Herr von Stetten, die Große Koalition hat infolge anrüchiger Maskengeschäfte und dubioser Deals mit dem autoritären Regime Aserbaidschans ein neues Transparenzgesetz verabschiedet. Wer als Mitglied des Bundestags weiterhin in der Privatwirtschaft tätig ist, muss dem Bundestagspräsidenten noch genauer als bisher melden, welche Einnahmen er aus diesen Geschäften bezieht. Das ist doch zu begrüßen, finden Sie nicht?

Als Betroffener habe ich mit dem neuen Transparenzgesetz keine Probleme. Ich habe mich mit 24 Jahren selbstständig gemacht, und nach meiner Wahl in den Deutschen Bundestag gab es zwei Möglichkeiten; entweder die Mitarbeiter und deren Familien, welche mir jahrelang vertraut haben, in die Arbeitslosigkeit zu schicken. Oder das Unternehmen weiter arbeiten zu lassen und dafür transparent darzulegen, welche Unternehmensbeteiligungen ich als Abgeordneter besitze. Ich habe mich für die transparente Veröffentlichung und den Erhalt der Arbeitsplätze entschieden. Allerdings bezweifle ich, dass mit dem neuen Gesetz so etwas wie die Maskengeschäfte hätten offengelegt werden können.

Warum nicht?

Na ja, wer kriminelle Energie hat, hält sich nicht an das Veröffentlichungsgesetz.

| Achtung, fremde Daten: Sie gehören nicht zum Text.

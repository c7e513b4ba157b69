//! Presentation node tree handed to the host.
//!
//! Everything here is plain data derived from controller state; the host
//! renders it and sends input back as `DashboardEvent`s.

use serde::Serialize;

pub const LOADING_MESSAGE: &str = "Loading weather data...";
pub const DEFAULT_SEARCH_PLACEHOLDER: &str = "Search city...";

pub fn no_matches_message(term: &str) -> String {
    format!("No cities found matching \"{}\"", term)
}

#[derive(Debug, Clone, PartialEq, Serialize)]
#[serde(tag = "phase", rename_all = "camelCase")]
pub enum DashboardView {
    Loading {
        message: String,
    },
    #[serde(rename_all = "camelCase")]
    Failed {
        message: String,
        retry_enabled: bool,
    },
    Ready {
        search: SearchBox,
        grid: GridView,
    },
}

impl DashboardView {
    pub fn retry_enabled(&self) -> bool {
        matches!(
            self,
            DashboardView::Failed {
                retry_enabled: true,
                ..
            }
        )
    }

    /// Rendered cards; empty outside `Ready`.
    pub fn cards(&self) -> &[CardView] {
        match self {
            DashboardView::Ready {
                grid: GridView::Cards { cards },
                ..
            } => cards,
            _ => &[],
        }
    }

    pub fn card_count(&self) -> usize {
        self.cards().len()
    }

    pub fn find_card(&self, city_code: &str) -> Option<&CardView> {
        self.cards().iter().find(|c| c.city_code == city_code)
    }
}

#[derive(Debug, Clone, PartialEq, Serialize)]
pub struct SearchBox {
    pub placeholder: String,
    pub value: String,
}

#[derive(Debug, Clone, PartialEq, Serialize)]
#[serde(tag = "kind", rename_all = "camelCase")]
pub enum GridView {
    Empty { message: String },
    Cards { cards: Vec<CardView> },
}

#[derive(Debug, Clone, PartialEq, Serialize)]
#[serde(rename_all = "camelCase")]
pub struct CardView {
    /// Render key
    pub city_code: String,
    pub city_name: String,
    pub as_of: String,
    pub icon: &'static str,
    pub gradient: &'static str,
    pub temperature: String,
    pub temp_min: String,
    pub temp_max: String,
    pub description: String,
    pub expanded: bool,
    /// Present only while expanded
    #[serde(skip_serializing_if = "Option::is_none")]
    pub details: Option<CardDetails>,
    pub dismiss_visible: bool,
}

#[derive(Debug, Clone, PartialEq, Serialize)]
pub struct CardDetails {
    pub pressure: String,
    pub humidity: String,
    pub visibility: String,
    pub wind: String,
    pub sunrise: String,
    pub sunset: String,
}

Das heißt, Sie begrüßen das Transparenzgesetz nicht unbedingt?

Doch, ich begrüße das Gesetz, aber es darf den ehrlichen Bäckermeister oder Unternehmer nicht kriminalisieren. An einigen Stellen geht mir das Gesetz sogar nicht weit genug. Ich hätte gerne auch noch im Gesetzestext gehabt, dass nicht nur Geldströme transparent gemacht werden müssen, die ganz normal aus Unternehmensbeteiligungen kommen, sondern auch die zusätzlichen Geldleistungen, die die Bundesregierung oder die Fraktionen an Abgeordnete zahlen.

Können Sie das konkretisieren?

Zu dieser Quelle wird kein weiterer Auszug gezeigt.